| ACTIVITY |
Whenever the word "ChatStore" turns up in a line below, that line should be copied.

= = = = = = =

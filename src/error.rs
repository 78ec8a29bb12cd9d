//! Crate-level error type
//!
//! Fine-grained errors live next to the component that produces them
//! (`queue::StoreError`, `registry::DeliveryError`); this type is what the
//! server's top-level entry points return.

use crate::queue::StoreError;

/// Error type for server-level operations
#[derive(Debug)]
pub enum Error {
    /// Socket-level I/O failure (bind, accept)
    Io(std::io::Error),
    /// Pending-queue persistence failure
    Store(StoreError),
}

impl std::fmt::Display for Error {
    fn fmt(&self, f: &mut std::fmt::Formatter<'_>) -> std::fmt::Result {
        match self {
            Error::Io(e) => write!(f, "I/O error: {}", e),
            Error::Store(e) => write!(f, "queue store error: {}", e),
        }
    }
}

impl std::error::Error for Error {
    fn source(&self) -> Option<&(dyn std::error::Error + 'static)> {
        match self {
            Error::Io(e) => Some(e),
            Error::Store(e) => Some(e),
        }
    }
}

impl From<std::io::Error> for Error {
    fn from(e: std::io::Error) -> Self {
        Error::Io(e)
    }
}

impl From<StoreError> for Error {
    fn from(e: StoreError) -> Self {
        Error::Store(e)
    }
}

/// Result alias for server-level operations
pub type Result<T> = std::result::Result<T, Error>;
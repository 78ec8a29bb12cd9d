//! Live-connection registry
//!
//! Tracks which connections are online and what identity each registered
//! under. The dispatcher fans broadcasts out over [`ConnectionRegistry::snapshot`],
//! and the heartbeat monitor walks the same snapshot to probe and evict dead
//! connections.
//!
//! ```text
//!                   Arc<ConnectionRegistry>
//!               ┌────────────────────────────┐
//!               │ clients: HashMap<          │
//!               │   SessionId,               │
//!               │   RegisteredClient {       │
//!               │     handle, identity,      │
//!               │   }                        │
//!               │ >                          │
//!               └─────────────┬──────────────┘
//!                             │ snapshot()
//!            ┌────────────────┼────────────────┐
//!            ▼                ▼                ▼
//!       [Dispatcher]    [Heartbeat]      [Connection]
//!       broadcast        probe/evict      unregister on close
//! ```

pub mod client;
pub mod store;

pub use client::{ClientHandle, DeliveryError, Liveness, LivenessFlag, Outgoing, SessionId};
pub use store::{ConnectionRegistry, RegisteredClient};
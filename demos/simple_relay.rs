//! Simple notification relay example
//!
//! Run with: cargo run --example simple_relay [BIND_ADDR]
//!
//! Examples:
//!   cargo run --example simple_relay                  # binds to 0.0.0.0:3001
//!   cargo run --example simple_relay 127.0.0.1:4000   # custom address
//!
//! Talk to it with netcat (one JSON object per line):
//!
//!   nc localhost 3001
//!   {"type":"register","user":{"domain":"d1","platform":"web","user_id":"u1","first_name":"Ada","role":"admin"}}
//!   {"type":"ping"}
//!
//! And from a second terminal:
//!
//!   nc localhost 3001
//!   {"type":"broadcast","message":"hello","user_id":"u1"}
//!
//! Broadcasts with no matching client online are kept in
//! `pending_notifications.json` and replayed when a matching client
//! registers.

use std::net::SocketAddr;

use relay_rs::{RelayServer, ServerConfig};

#[tokio::main]
async fn main() -> relay_rs::Result<()> {
    tracing_subscriber::fmt()
        .with_env_filter(
            tracing_subscriber::EnvFilter::try_from_default_env()
                .unwrap_or_else(|_| "relay_rs=debug,info".into()),
        )
        .init();

    let bind_addr: SocketAddr = std::env::args()
        .nth(1)
        .unwrap_or_else(|| "0.0.0.0:3001".to_string())
        .parse()
        .expect("invalid bind address");

    let config = ServerConfig::default().bind(bind_addr);
    let server = RelayServer::new(config);

    server
        .run_until(async {
            let _ = tokio::signal::ctrl_c().await;
        })
        .await
}
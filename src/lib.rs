pub mod app;
pub mod bot;
pub mod client;
pub mod config;
pub mod error;
pub mod exchange;
pub mod notifications;
pub mod store;
pub mod types;
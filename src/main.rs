use std::sync::Arc;

use tracing::info;

use support_desk::app::{self, AppState};
use support_desk::config::{Config, StoreBackend};
use support_desk::error::AppError;
use support_desk::store::{MemoryStore, PgStore, Store};

#[tokio::main]
async fn main() -> Result<(), Box<dyn std::error::Error>> {
    dotenvy::dotenv().ok();
    init_logging()?;

    let config = Config::from_env();
    let store = open_store(&config).await?;
    let state = Arc::new(AppState::new(store, config.notifications));
    let app = app::router(state);

    let addr = format!("0.0.0.0:{}", config.port);
    let listener = tokio::net::TcpListener::bind(&addr).await?;
    info!(
        port = config.port,
        backend = ?config.store_backend,
        "support desk server running at http://localhost:{}",
        config.port
    );

    axum::serve(listener, app)
        .with_graceful_shutdown(shutdown_signal())
        .await?;
    info!("server stopped");
    Ok(())
}

async fn open_store(config: &Config) -> Result<Arc<dyn Store>, AppError> {
    match (config.store_backend, config.database_url.as_deref()) {
        (StoreBackend::Postgres, Some(url)) => {
            let store = PgStore::connect(url, config.db_max_connections).await?;
            store.migrate().await?;
            info!("postgres store ready");
            Ok(Arc::new(store))
        }
        (StoreBackend::Postgres, None) => Err(AppError::Internal(
            "STORE_BACKEND=postgres needs DATABASE_URL or POSTGRES_* settings".into(),
        )),
        (StoreBackend::Memory, _) => {
            info!("using in-memory store; data is lost on restart");
            Ok(Arc::new(MemoryStore::new()))
        }
    }
}

fn init_logging() -> Result<(), Box<dyn std::error::Error>> {
    use tracing_subscriber::{fmt, layer::SubscriberExt, util::SubscriberInitExt, EnvFilter, Layer};

    let default_filter = if cfg!(debug_assertions) {
        "debug,support_desk=debug,sqlx=info,tower_http=debug,hyper=info"
    } else {
        "info,support_desk=info,sqlx=warn,tower_http=info,hyper=warn"
    };
    let env_filter =
        EnvFilter::try_from_default_env().or_else(|_| EnvFilter::try_new(default_filter))?;

    let fmt_layer = if std::env::var("LOG_FORMAT").as_deref() == Ok("json") {
        fmt::layer()
            .json()
            .with_current_span(true)
            .with_span_list(false)
            .with_target(true)
            .boxed()
    } else {
        fmt::layer()
            .with_target(true)
            .with_file(true)
            .with_line_number(true)
            .boxed()
    };

    tracing_subscriber::registry()
        .with(env_filter)
        .with(fmt_layer)
        .try_init()?;
    Ok(())
}

async fn shutdown_signal() {
    if let Err(err) = tokio::signal::ctrl_c().await {
        tracing::warn!(error = %err, "failed to listen for shutdown signal");
        std::future::pending::<()>().await;
    }
    info!("shutdown signal received");
}
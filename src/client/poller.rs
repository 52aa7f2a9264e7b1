use std::{future::Future, time::Duration};

use tokio::{task::JoinHandle, time::MissedTickBehavior};
use tokio_util::sync::CancellationToken;
use tracing::debug;

/// Periodic background task that runs `tick` every `period` until stopped
/// or dropped. A tick that outlives its period is abandoned.
pub struct Poller {
    cancel: CancellationToken,
    handle: JoinHandle<()>,
}

impl Poller {
    pub fn spawn<F, Fut>(name: &'static str, period: Duration, mut tick: F) -> Self
    where
        F: FnMut() -> Fut + Send + 'static,
        Fut: Future<Output = ()> + Send + 'static,
    {
        let cancel = CancellationToken::new();
        let token = cancel.clone();
        let handle = tokio::spawn(async move {
            let mut interval = tokio::time::interval(period);
            interval.set_missed_tick_behavior(MissedTickBehavior::Skip);
            // the first tick completes immediately
            interval.tick().await;
            loop {
                tokio::select! {
                    _ = token.cancelled() => break,
                    _ = interval.tick() => {
                        tokio::select! {
                            _ = token.cancelled() => break,
                            res = tokio::time::timeout(period, tick()) => {
                                if res.is_err() {
                                    debug!(poller = name, "poll tick timed out");
                                }
                            }
                        }
                    }
                }
            }
            debug!(poller = name, "poller stopped");
        });
        Self { cancel, handle }
    }

    pub fn stop(&self) {
        self.cancel.cancel();
    }

    pub fn is_running(&self) -> bool {
        !self.cancel.is_cancelled() && !self.handle.is_finished()
    }
}

impl Drop for Poller {
    fn drop(&mut self) {
        self.cancel.cancel();
    }
}
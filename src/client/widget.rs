//! Visitor chat widget: binds to a chat, sends optimistically, polls for
//! replies, fires the one-shot bot auto-response and runs the closure and
//! rating flow.

use std::{sync::Arc, time::Duration};

use chrono::Utc;
use tokio::{sync::Mutex, task::JoinHandle};
use tracing::{debug, info, warn};
use uuid::Uuid;

use super::api::{ClientError, SupportApi};
use super::identity::{self, Binding, ClientSessionStore, Visitor};
use super::poller::Poller;
use super::{BOT_REPLY_DELAY, DISMISS_DELAY, VISITOR_POLL_INTERVAL};
use crate::bot;
use crate::types::{Message, MessageStatus, Rating, Sender};

#[derive(Debug, Clone, Copy)]
pub struct WidgetTiming {
    pub poll_interval: Duration,
    pub bot_delay: Duration,
    pub dismiss_delay: Duration,
}

impl Default for WidgetTiming {
    fn default() -> Self {
        Self {
            poll_interval: VISITOR_POLL_INTERVAL,
            bot_delay: BOT_REPLY_DELAY,
            dismiss_delay: DISMISS_DELAY,
        }
    }
}

#[derive(Debug, Clone, Copy, Default, PartialEq, Eq)]
pub enum Phase {
    #[default]
    Detached,
    Open,
    AwaitingRating,
    Closed,
}

#[derive(Debug, Clone, Copy, PartialEq, Eq)]
pub enum Delivery {
    Pending,
    Confirmed,
    Failed,
}

/// One rendered message. Optimistic entries carry a local id until the
/// server acknowledges them.
#[derive(Debug, Clone)]
pub struct Entry {
    pub local_id: String,
    pub message: Message,
    pub delivery: Delivery,
}

#[derive(Debug, Clone, PartialEq)]
pub enum SendOutcome {
    Sent(Message),
    Ignored,
    Failed(String),
}

#[derive(Debug, Clone, PartialEq)]
pub enum RatingOutcome {
    Submitted(Rating),
    NoStars,
    AlreadySubmitted,
    NotAwaitingRating,
    Failed(String),
}

const SEND_FAILED: &str = "Message not sent. Check your connection and try again.";
const CHAT_ENDED: &str = "This chat has ended. Start a new chat to keep talking to us.";
const RATING_FAILED: &str = "Could not submit your rating. Please try again.";

#[derive(Default)]
struct WidgetState {
    phase: Phase,
    chat_id: Option<String>,
    entries: Vec<Entry>,
    known_server_count: usize,
    history_known: bool,
    rating_in_flight: bool,
    dismissed: bool,
    notice: Option<String>,
}

impl WidgetState {
    fn has_confirmed(&self, message_id: &str) -> bool {
        self.entries
            .iter()
            .any(|e| e.delivery == Delivery::Confirmed && e.message.id == message_id)
    }

    fn push_confirmed(&mut self, message: Message) {
        if self.has_confirmed(&message.id) {
            return;
        }
        self.entries.push(Entry {
            local_id: message.id.clone(),
            message,
            delivery: Delivery::Confirmed,
        });
    }

    fn push_local(&mut self, message: Message, delivery: Delivery) -> String {
        let local_id = message.id.clone();
        self.entries.push(Entry {
            local_id: local_id.clone(),
            message,
            delivery,
        });
        local_id
    }

    fn confirm(&mut self, local_id: &str, message: Message) {
        if self.has_confirmed(&message.id) {
            // a poll already brought the server copy in
            self.entries.retain(|e| e.local_id != local_id);
            return;
        }
        match self.entries.iter_mut().find(|e| e.local_id == local_id) {
            Some(entry) => {
                entry.message = message;
                entry.delivery = Delivery::Confirmed;
            }
            None => self.push_confirmed(message),
        }
    }

    fn fail(&mut self, local_id: &str) {
        if let Some(entry) = self.entries.iter_mut().find(|e| e.local_id == local_id) {
            entry.delivery = Delivery::Failed;
        }
    }

    /// Adopts the server's list once it has grown past the last known
    /// count. Unacknowledged local entries stay at the end.
    fn reconcile(&mut self, server: Vec<Message>) -> bool {
        self.history_known = true;
        if server.len() <= self.known_server_count {
            return false;
        }
        let unsent = self
            .entries
            .drain(..)
            .filter(|e| e.delivery != Delivery::Confirmed)
            .collect::<Vec<_>>();
        self.known_server_count = server.len();
        self.entries = server
            .into_iter()
            .map(|message| Entry {
                local_id: message.id.clone(),
                message,
                delivery: Delivery::Confirmed,
            })
            .collect();
        self.entries.extend(unsent);
        true
    }

    fn outstanding_user_messages(&self) -> usize {
        self.entries
            .iter()
            .filter(|e| e.message.sender == Sender::User && e.delivery != Delivery::Failed)
            .count()
    }
}

fn local_message(chat_id: &str, content: &str, sender: Sender) -> Message {
    Message {
        id: format!("local-{}", Uuid::new_v4()),
        chat_id: chat_id.to_string(),
        content: content.to_string(),
        sender,
        timestamp: Utc::now(),
        status: MessageStatus::Sending,
    }
}

pub struct ChatWidget {
    api: Arc<dyn SupportApi>,
    memory: Arc<dyn ClientSessionStore>,
    visitor: Visitor,
    timing: WidgetTiming,
    state: Arc<Mutex<WidgetState>>,
    poller: Mutex<Option<Poller>>,
    timers: Mutex<Vec<JoinHandle<()>>>,
}
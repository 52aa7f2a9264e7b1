//! Persistence seams for chats, ratings, contact messages and the
//! notification read-state side table.

use async_trait::async_trait;

use crate::error::AppError;
use crate::types::{
    ChatSession, ChatStatus, ContactMessage, ContactPriority, ContactReply, ContactStatus, Message,
    NewContact, NotificationId, NotificationReadState, Rating, Sender,
};

pub mod memory;
pub mod postgres;

pub use memory::MemoryStore;
pub use postgres::PgStore;

#[async_trait]
pub trait ChatStore: Send + Sync {
    async fn create_session(&self, user_email: &str, user_name: &str)
        -> Result<ChatSession, AppError>;

    async fn get_session(&self, chat_id: &str) -> Result<Option<ChatSession>, AppError>;

    async fn count_sessions_for(&self, user_email: &str) -> Result<usize, AppError>;

    /// Appends one message atomically: the session's current status is
    /// checked with [`ChatStatus::after_message`], the message is stored with
    /// status `sent`, and the session's status and `updated_at` advance in
    /// the same step. Nothing is written when the check fails.
    async fn append_message(
        &self,
        chat_id: &str,
        sender: Sender,
        content: &str,
    ) -> Result<Message, AppError>;

    /// Messages in accept order, `None` for an unknown chat.
    async fn list_messages(&self, chat_id: &str) -> Result<Option<Vec<Message>>, AppError>;

    /// Sessions ordered by `updated_at` descending.
    async fn list_sessions(
        &self,
        status: Option<ChatStatus>,
        limit: Option<usize>,
    ) -> Result<Vec<ChatSession>, AppError>;

    async fn update_status(
        &self,
        chat_id: &str,
        status: ChatStatus,
    ) -> Result<Option<ChatSession>, AppError>;

    async fn insert_rating(&self, rating: &Rating) -> Result<(), AppError>;

    /// Ratings, newest first.
    async fn list_ratings(&self) -> Result<Vec<Rating>, AppError>;
}

#[async_trait]
pub trait ContactStore: Send + Sync {
    async fn create_contact(&self, contact: NewContact) -> Result<ContactMessage, AppError>;

    /// Contact messages, newest first.
    async fn list_contacts(
        &self,
        status: Option<ContactStatus>,
        limit: Option<usize>,
    ) -> Result<Vec<ContactMessage>, AppError>;

    async fn update_contact(
        &self,
        contact_id: &str,
        status: Option<ContactStatus>,
        priority: Option<ContactPriority>,
    ) -> Result<Option<ContactMessage>, AppError>;

    /// Appends a reply and marks the contact `replied`.
    async fn add_contact_reply(
        &self,
        contact_id: &str,
        reply: ContactReply,
    ) -> Result<Option<ContactMessage>, AppError>;
}

/// Read flags keyed by synthetic notification id, kept apart from the chat
/// and contact records they describe.
#[async_trait]
pub trait ReadStateStore: Send + Sync {
    async fn read_state(&self) -> Result<NotificationReadState, AppError>;

    async fn mark_read(&self, id: &NotificationId) -> Result<(), AppError>;

    /// Flags every id in `ids` as read and raises the global override.
    async fn mark_all_read(&self, ids: &[NotificationId]) -> Result<(), AppError>;
}

pub trait Store: ChatStore + ContactStore + ReadStateStore {}

impl<T: ChatStore + ContactStore + ReadStateStore> Store for T {}
use axum::{
    extract::rejection::{JsonRejection, QueryRejection},
    http::StatusCode,
    response::{IntoResponse, Response},
    Json,
};
use serde_json::json;

#[derive(Debug, thiserror::Error)]
pub enum AppError {
    #[error("invalid request: {0}")]
    Validation(String),
    #[error("chat not found: {0}")]
    ChatNotFound(String),
    #[error("contact message not found: {0}")]
    ContactNotFound(String),
    #[error("chat is closed")]
    ChatClosed,
    #[error("rating must be between 1 and 5, got {0}")]
    InvalidRating(u8),
    #[error("invalid notification id '{0}'")]
    InvalidNotificationId(String),
    #[error("database error: {0}")]
    Database(#[from] sqlx::Error),
    #[error("migration error: {0}")]
    Migration(#[from] sqlx::migrate::MigrateError),
    #[error("internal error: {0}")]
    Internal(String),
}

impl AppError {
    pub fn status_code(&self) -> StatusCode {
        match self {
            AppError::Validation(_)
            | AppError::InvalidRating(_)
            | AppError::InvalidNotificationId(_) => StatusCode::BAD_REQUEST,
            AppError::ChatNotFound(_) | AppError::ContactNotFound(_) => StatusCode::NOT_FOUND,
            AppError::ChatClosed => StatusCode::CONFLICT,
            AppError::Database(_) | AppError::Migration(_) | AppError::Internal(_) => {
                StatusCode::INTERNAL_SERVER_ERROR
            }
        }
    }

    fn code(&self) -> &'static str {
        match self {
            AppError::Validation(_) => "VALIDATION",
            AppError::ChatNotFound(_) => "CHAT_NOT_FOUND",
            AppError::ContactNotFound(_) => "CONTACT_NOT_FOUND",
            AppError::ChatClosed => "CHAT_CLOSED",
            AppError::InvalidRating(_) => "INVALID_RATING",
            AppError::InvalidNotificationId(_) => "INVALID_NOTIFICATION_ID",
            AppError::Database(_) | AppError::Migration(_) | AppError::Internal(_) => "INTERNAL",
        }
    }
}

impl IntoResponse for AppError {
    fn into_response(self) -> Response {
        let status = self.status_code();
        let message = if status == StatusCode::INTERNAL_SERVER_ERROR {
            tracing::error!(error = %self, "request failed");
            "an internal error occurred".to_string()
        } else {
            self.to_string()
        };

        (
            status,
            Json(json!({ "error": { "code": self.code(), "message": message } })),
        )
            .into_response()
    }
}

impl From<JsonRejection> for AppError {
    fn from(rejection: JsonRejection) -> Self {
        AppError::Validation(rejection.body_text())
    }
}

impl From<QueryRejection> for AppError {
    fn from(rejection: QueryRejection) -> Self {
        AppError::Validation(rejection.body_text())
    }
}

= = = = = = =

| RESULT FOR THIS EXERCISE |
pub trait ChatStore: Send + Sync {
pub trait Store: ChatStore + ContactStore + ReadStateStore {}
impl<T: ChatStore + ContactStore + ReadStateStore> Store for T {}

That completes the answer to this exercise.